→ **Saved entries**
☆ ☆ ☆ ☆

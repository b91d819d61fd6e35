//! Data models for Todoist tasks and tool inputs.

mod inputs;
mod task;

pub use inputs::{FetchInput, SearchInput};
pub use task::{SearchHit, Task, TaskDocument, TaskId, TaskMetadata};
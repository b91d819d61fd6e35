//! Todoist MCP Gateway
//!
//! A Model Context Protocol (MCP) gateway that lets a tool-calling agent
//! search and fetch Todoist tasks. Protected routes sit behind a minimal
//! OAuth 2.0 authorization-code flow and an optional shared-secret header.
//!
//! # Features
//!
//! - **JSON-RPC dispatcher**: `initialize`, `tools/list`, `tools/call`
//! - **OAuth**: one-time authorization codes, short-lived bearer tokens
//! - **SSE announcer**: tool catalog push with periodic keep-alive pings
//! - **Flat routes**: plain JSON tool endpoints, public and bearer-protected
//!
//! # Example
//!
//! ```no_run
//! use todoist_mcp::{client::TodoistClient, config::Config, server::McpServer};
//!
//! #[tokio::main]
//! async fn main() -> anyhow::Result<()> {
//!     let config = Config::from_env()?;
//!     let client = TodoistClient::new(&config)?;
//!     McpServer::new(client, config).run_http().await
//! }
//! ```

pub mod client;
pub mod config;
pub mod error;
pub mod models;
pub mod server;
pub mod tools;

pub use client::TodoistClient;
pub use config::Config;
pub use error::{AuthError, ClientError, ToolError};
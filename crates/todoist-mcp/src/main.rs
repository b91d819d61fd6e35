//! Todoist MCP Gateway - Entry Point

use clap::Parser;
use tracing_subscriber::{EnvFilter, layer::SubscriberExt, util::SubscriberInitExt};

use todoist_mcp::{TodoistClient, config::Config, server::McpServer};

#[derive(Parser, Debug)]
#[command(name = "todoist-mcp")]
#[command(about = "MCP gateway for Todoist tasks")]
#[command(version)]
struct Cli {
    /// Todoist API token used for every upstream call
    #[arg(long, env = "TODOIST_TOKEN", hide_env_values = true)]
    todoist_token: Option<String>,

    /// Extra secret required in `x-mcp-secret` on the protected routes
    #[arg(long, env = "MCP_SHARED_SECRET", hide_env_values = true)]
    shared_secret: Option<String>,

    /// Public origin advertised in the OAuth discovery document
    #[arg(long, env = "ISSUER_BASE")]
    issuer_base: Option<String>,

    /// HTTP server port
    #[arg(long, default_value_t = todoist_mcp::config::DEFAULT_PORT, env = "PORT")]
    port: u16,

    /// Todoist REST API base URL
    #[arg(long, env = "TODOIST_API_URL")]
    api_url: Option<String>,

    /// Todoist web base URL used in task links
    #[arg(long, env = "TODOIST_WEB_URL")]
    web_url: Option<String>,

    /// Log level (trace, debug, info, warn, error)
    #[arg(long, default_value = "info", env = "RUST_LOG")]
    log_level: String,

    /// Output logs as JSON
    #[arg(long)]
    json_logs: bool,
}

fn init_tracing(log_level: &str, json: bool) {
    let filter = EnvFilter::try_from_default_env().unwrap_or_else(|_| EnvFilter::new(log_level));

    let subscriber = tracing_subscriber::registry().with(filter);

    if json {
        subscriber.with(tracing_subscriber::fmt::layer().json()).init();
    } else {
        subscriber.with(tracing_subscriber::fmt::layer().compact()).init();
    }
}

#[tokio::main]
async fn main() -> anyhow::Result<()> {
    dotenv::dotenv().ok();
    let cli = Cli::parse();

    init_tracing(&cli.log_level, cli.json_logs);

    tracing::info!(version = env!("CARGO_PKG_VERSION"), "Starting Todoist MCP gateway");

    let mut config = Config::new(cli.todoist_token, cli.shared_secret, cli.issuer_base);
    config.port = cli.port;
    if let Some(url) = cli.api_url {
        config.api_base_url = url;
    }
    if let Some(url) = cli.web_url {
        config.web_base_url = url;
    }

    if !config.has_todoist_token() {
        tracing::warn!("TODOIST_TOKEN is not set; upstream requests will be rejected");
    }
    if config.issuer_base.is_none() {
        tracing::warn!("ISSUER_BASE is not set; OAuth discovery will fail");
    }

    let client = TodoistClient::new(&config)?;
    McpServer::new(client, config).run_http().await
}
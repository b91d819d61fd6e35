//! JSON-RPC protocol tests through `POST /`.

use std::sync::Arc;

use axum::body::Body;
use axum::http::{Request, StatusCode, header};
use serde_json::{Value, json};
use tower::ServiceExt;
use wiremock::matchers::{method, path};
use wiremock::{Mock, MockServer, ResponseTemplate};

use todoist_mcp::client::TodoistClient;
use todoist_mcp::config::Config;
use todoist_mcp::server::transport::create_router;
use todoist_mcp::tools::ToolContext;

fn build_router(base_url: &str) -> axum::Router {
    let config = Config::for_testing(base_url);
    let client = TodoistClient::new(&config).unwrap();
    create_router(ToolContext::new(Arc::new(client)), &config)
}

/// Send a raw body to the JSON-RPC endpoint; the transport always answers 200.
async fn rpc_raw(app: axum::Router, body: String) -> Value {
    let response = app
        .oneshot(
            Request::post("/")
                .header(header::CONTENT_TYPE, "application/json")
                .body(Body::from(body))
                .unwrap(),
        )
        .await
        .unwrap();
    assert_eq!(response.status(), StatusCode::OK);
    let body = axum::body::to_bytes(response.into_body(), usize::MAX).await.unwrap();
    serde_json::from_slice(&body).unwrap()
}

async fn rpc(app: axum::Router, envelope: Value) -> Value {
    rpc_raw(app, envelope.to_string()).await
}

// ─── Lifecycle ───────────────────────────────────────────────────────────────

#[tokio::test]
async fn test_initialize() {
    let app = build_router("http://unused.localhost");
    let response = rpc(app, json!({"jsonrpc": "2.0", "id": 1, "method": "initialize"})).await;

    assert_eq!(response["jsonrpc"], "2.0");
    assert_eq!(response["id"], 1);
    assert_eq!(response["result"]["protocolVersion"], "2025-03-26");
    assert_eq!(response["result"]["capabilities"], json!({"tools": {}}));
    assert_eq!(response["result"]["serverInfo"]["name"], "todoist-mcp");
    assert!(response.get("error").is_none());
}

#[tokio::test]
async fn test_tools_list() {
    let app = build_router("http://unused.localhost");
    let response = rpc(app, json!({"jsonrpc": "2.0", "id": "list", "method": "tools/list"})).await;

    let tools = response["result"]["tools"].as_array().unwrap();
    assert_eq!(tools.len(), 2);
    assert_eq!(tools[0]["name"], "search");
    assert_eq!(tools[0]["inputSchema"]["required"], json!(["query"]));
    assert_eq!(tools[1]["name"], "fetch");
    assert_eq!(tools[1]["inputSchema"]["required"], json!(["id"]));
}

#[tokio::test]
async fn test_ping() {
    let app = build_router("http://unused.localhost");
    let response = rpc(app, json!({"jsonrpc": "2.0", "id": 9, "method": "ping"})).await;
    assert_eq!(response["result"], json!({}));
}

// ─── Envelope errors ─────────────────────────────────────────────────────────

#[tokio::test]
async fn test_parse_error() {
    let app = build_router("http://unused.localhost");
    let response = rpc_raw(app, "{\"jsonrpc\": ".to_string()).await;

    assert_eq!(response["error"]["code"], -32700);
    assert!(response["id"].is_null());
}

#[tokio::test]
async fn test_wrong_version() {
    let app = build_router("http://unused.localhost");
    let response = rpc(app, json!({"jsonrpc": "1.0", "id": 3, "method": "tools/list"})).await;

    assert_eq!(response["error"]["code"], -32600);
    assert_eq!(response["error"]["message"], "Invalid Request - expecting JSON-RPC 2.0");
    assert_eq!(response["id"], 3);
    assert!(response.get("result").is_none());
}

#[tokio::test]
async fn test_unknown_method() {
    let app = build_router("http://unused.localhost");
    let response = rpc(app, json!({"jsonrpc": "2.0", "id": 4, "method": "resources/list"})).await;

    assert_eq!(response["error"]["code"], -32601);
    assert_eq!(response["error"]["message"], "Method not found: resources/list");
}

// ─── tools/call ──────────────────────────────────────────────────────────────

#[tokio::test]
async fn test_call_search() {
    let mock_server = MockServer::start().await;

    Mock::given(method("GET"))
        .and(path("/rest/v2/tasks"))
        .respond_with(ResponseTemplate::new(200).set_body_json(json!([
            {"id": 1, "content": "buy milk"},
            {"id": 2, "content": "walk dog"}
        ])))
        .mount(&mock_server)
        .await;

    let app = build_router(&mock_server.uri());
    let response = rpc(
        app,
        json!({
            "jsonrpc": "2.0", "id": 5, "method": "tools/call",
            "params": {"name": "search", "arguments": {"query": "milk"}}
        }),
    )
    .await;

    assert_eq!(
        response["result"]["content"],
        json!([{
            "id": "1",
            "title": "buy milk",
            "text": "",
            "url": "https://todoist.com/showTask?id=1"
        }])
    );
}

#[tokio::test]
async fn test_call_search_without_query() {
    let app = build_router("http://unused.localhost");
    let response = rpc(
        app,
        json!({"jsonrpc": "2.0", "id": 6, "method": "tools/call", "params": {"name": "search"}}),
    )
    .await;

    assert_eq!(response["error"]["code"], -32602);
    assert_eq!(response["error"]["message"], "Invalid params: query is required");
}

#[tokio::test]
async fn test_call_fetch_upstream_error() {
    let mock_server = MockServer::start().await;

    Mock::given(method("GET"))
        .and(path("/rest/v2/tasks/999"))
        .respond_with(
            ResponseTemplate::new(404).set_body_json(json!({"error": "Task not found"})),
        )
        .mount(&mock_server)
        .await;

    let app = build_router(&mock_server.uri());
    let response = rpc(
        app,
        json!({
            "jsonrpc": "2.0", "id": 7, "method": "tools/call",
            "params": {"name": "fetch", "arguments": {"id": "999"}}
        }),
    )
    .await;

    assert_eq!(response["error"]["code"], -32603);
    assert_eq!(response["error"]["message"], "Todoist API error");
    assert_eq!(response["error"]["data"], json!({"error": "Task not found"}));
}

#[tokio::test]
async fn test_call_fetch_success() {
    let mock_server = MockServer::start().await;

    Mock::given(method("GET"))
        .and(path("/rest/v2/tasks/7"))
        .respond_with(ResponseTemplate::new(200).set_body_json(json!({
            "id": "7", "content": "call mom", "project_id": "inbox"
        })))
        .mount(&mock_server)
        .await;

    let app = build_router(&mock_server.uri());
    let response = rpc(
        app,
        json!({
            "jsonrpc": "2.0", "id": 8, "method": "tools/call",
            "params": {"name": "fetch", "arguments": {"id": 7}}
        }),
    )
    .await;

    let content = &response["result"]["content"];
    assert_eq!(content["id"], "7");
    assert_eq!(content["title"], "call mom");
    assert_eq!(content["url"], "https://todoist.com/showTask?id=7");
    assert_eq!(content["metadata"], json!({"project_id": "inbox", "due": null}));
}

#[tokio::test]
async fn test_call_unknown_tool() {
    let app = build_router("http://unused.localhost");
    let response = rpc(
        app,
        json!({"jsonrpc": "2.0", "id": 10, "method": "tools/call", "params": {"name": "delete"}}),
    )
    .await;

    assert_eq!(response["error"]["code"], -32601);
    assert_eq!(response["error"]["message"], "Method not found: delete");
}

#[tokio::test]
async fn test_call_without_name() {
    let app = build_router("http://unused.localhost");
    let response = rpc(
        app,
        json!({"jsonrpc": "2.0", "id": 11, "method": "tools/call", "params": {}}),
    )
    .await;

    assert_eq!(response["error"]["code"], -32601);
    assert_eq!(response["error"]["message"], "Method not found: undefined");
    assert_eq!(response["id"], 11);
}

#[tokio::test]
async fn test_missing_method_is_method_not_found() {
    let app = build_router("http://unused.localhost");
    let response = rpc(app, json!({"jsonrpc": "2.0", "id": 12})).await;

    assert_eq!(response["error"]["code"], -32601);
    assert_eq!(response["error"]["message"], "Method not found: undefined");
    assert_eq!(response["id"], 12);
}

#[tokio::test]
async fn test_call_search_upstream_error() {
    let mock_server = MockServer::start().await;

    Mock::given(method("GET"))
        .and(path("/rest/v2/tasks"))
        .respond_with(ResponseTemplate::new(401).set_body_string("Forbidden"))
        .mount(&mock_server)
        .await;

    let app = build_router(&mock_server.uri());
    let response = rpc(
        app,
        json!({
            "jsonrpc": "2.0", "id": 13, "method": "tools/call",
            "params": {"name": "search", "arguments": {"query": "milk"}}
        }),
    )
    .await;

    assert_eq!(response["error"]["code"], -32603);
    assert_eq!(response["error"]["message"], "Internal error");
    assert_eq!(response["error"]["data"], "Forbidden");
}
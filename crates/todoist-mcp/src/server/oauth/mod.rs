//! OAuth 2.0 authorization server for MCP authentication.
//!
//! A minimal, self-contained authorization-code flow embedded in the binary:
//! codes are auto-approved, single use, and live 5 minutes; bearer tokens
//! live 1 hour. No PKCE, client authentication, or refresh tokens.

pub mod gate;
pub mod handlers;
pub mod store;
pub mod types;

pub use store::{CredentialStore, MemoryStore, OAuthStore};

☆ ☆ ☆ ☆

→ **PROBLEM DESCRIPTION**
Copy out the lines above, from the one holding "pub mod gate;" through the final line, with no other lines.

→ **OUTPUT**
pub mod gate;
pub mod handlers;
pub mod store;
pub mod types;

pub use store::{CredentialStore, MemoryStore, OAuthStore};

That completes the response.